This week, "American Idol" takes reality TV into its most foreign and unlikely terrain yet – charity. For two straight nights, it will turn its stage over to messages of hope and compassion as it attempts to turbo-charge its run-of-the-mill extravaganza proportions in the name of helping the poor and suffering of the world for a two night event called "Idol Gives Back."
But fear not that the epic competition is about to scale itself back into a PBS-pledge drive - earnest pleas before the volunteer phone ban cutting to heart-rending video of children with distended bellies delievered in amateurish zero-production value segments. This, after all, is American Idol and charity will come to it, not vice versa.

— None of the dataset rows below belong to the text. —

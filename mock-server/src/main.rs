use tokio::net::TcpListener;

#[tokio::main]
async fn main() -> Result<(), std::io::Error> {
    tracing_subscriber::fmt()
        .with_env_filter(
            tracing_subscriber::EnvFilter::from_default_env()
                .add_directive(tracing::Level::INFO.into()),
        )
        .with_writer(std::io::stderr)
        .init();

    let port = std::env::var("PORT").unwrap_or_else(|_| "3000".to_string());
    let addr = format!("127.0.0.1:{port}");
    let listener = TcpListener::bind(&addr).await?;
    tracing::info!("listening on {addr}");
    mock_server::run(listener).await
}
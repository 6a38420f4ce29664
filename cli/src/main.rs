//! Terminal front end for the recipes API.
mod render;

use anyhow::{bail, Result};
use clap::{Parser, Subcommand};
use recipes_core::{
    ApiClient, ClientConfig, DifficultyFilter, RatingFilter, RecipeDetailViewModel,
    RecipeListViewModel,
};

#[derive(Parser)]
#[command(name = "recipes")]
#[command(about = "Browse recipes from the dummyjson recipes API", long_about = None)]
struct Cli {
    /// API base URL (default: $RECIPES_BASE_URL or https://dummyjson.com)
    #[arg(long, global = true)]
    base_url: Option<String>,

    #[command(subcommand)]
    command: Commands,
}

#[derive(Subcommand)]
enum Commands {
    /// List recipes, optionally filtered
    List {
        /// Difficulty: all, easy, medium, hard
        #[arg(long, default_value_t = DifficultyFilter::All)]
        difficulty: DifficultyFilter,
        /// Minimum rating: all, 1+, 2+, 3+, 4+
        #[arg(long, default_value_t = RatingFilter::All)]
        rating: RatingFilter,
    },
    /// Show one recipe in full
    Show {
        id: i64,
    },
}

#[tokio::main]
async fn main() -> Result<()> {
    tracing_subscriber::fmt()
        .with_env_filter(
            tracing_subscriber::EnvFilter::from_default_env()
                .add_directive(tracing::Level::WARN.into()),
        )
        .with_writer(std::io::stderr)
        .init();

    let cli = Cli::parse();
    let config = match cli.base_url {
        Some(base_url) => ClientConfig::new(base_url),
        None => ClientConfig::from_env(),
    };
    tracing::debug!(base_url = %config.base_url, "using API");
    let client = ApiClient::from_config(&config);

    match cli.command {
        Commands::List { difficulty, rating } => list(client, difficulty, rating).await,
        Commands::Show { id } => show(client, id).await,
    }
}

async fn list(client: ApiClient, difficulty: DifficultyFilter, rating: RatingFilter) -> Result<()> {
    let vm = RecipeListViewModel::new(client);
    // Selections made before the first load are applied when it lands.
    vm.set_selected_difficulty(difficulty);
    vm.set_selected_rating(rating);

    let renderer = tokio::spawn(render::follow(vm.subscribe(), render::list));
    vm.load_recipes().await;

    let error = vm.error_message();
    drop(vm);
    renderer.await?;

    match error {
        Some(message) => bail!(message),
        None => Ok(()),
    }
}

async fn show(client: ApiClient, id: i64) -> Result<()> {
    let vm = RecipeDetailViewModel::new(client);

    let renderer = tokio::spawn(render::follow(vm.subscribe(), render::detail));
    vm.load_recipe(id).await;

    let error = vm.error();
    drop(vm);
    renderer.await?;

    match error {
        Some(message) => bail!(message),
        None => Ok(()),
    }
}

"I think our main thing," said Idol cornerstone, Judge Simon Cowell in a telephone interview, "is to make sure that for anybody who is a fan of American Idol, that they don’t feel too uncomfortable and most importantly they enjoy the event as an entertainment show. That is the number one priority because if we fail on that, this has all been a waste of time."
Not strictly a telethon, per se, Tuesday night’s IGB will attempt to harness "Idol’s" enormous voting machine (over 38 million cast on last week’s show) as a trigger for sponsored giving. As explained on the show’s website, after Tuesday’s performance show, “Each time you call, sponsors will make a donation to Charity Projects Entertainment Fund to help children and young people in the USA and Africa.” Wednesday night will combine Idol’s standard results show with performances from guest stars, with pleas for donations to the fund. The hope is that by creating a spectacle beyond even the normal absurdly spectacular Idol standards, the show might lure in the handful of Americans who do not already watch and entice them to charity no less. Committed performers include Sacha Baron Cohen, Gwen Stefani, Pink, Josh Grobin, Michael Buble, Annie Lennox and Bono and the return to the Idol stage of the original winner Kelly Clarkson. In addition, the show is hyping a secret mystery duet as the highlight of the night.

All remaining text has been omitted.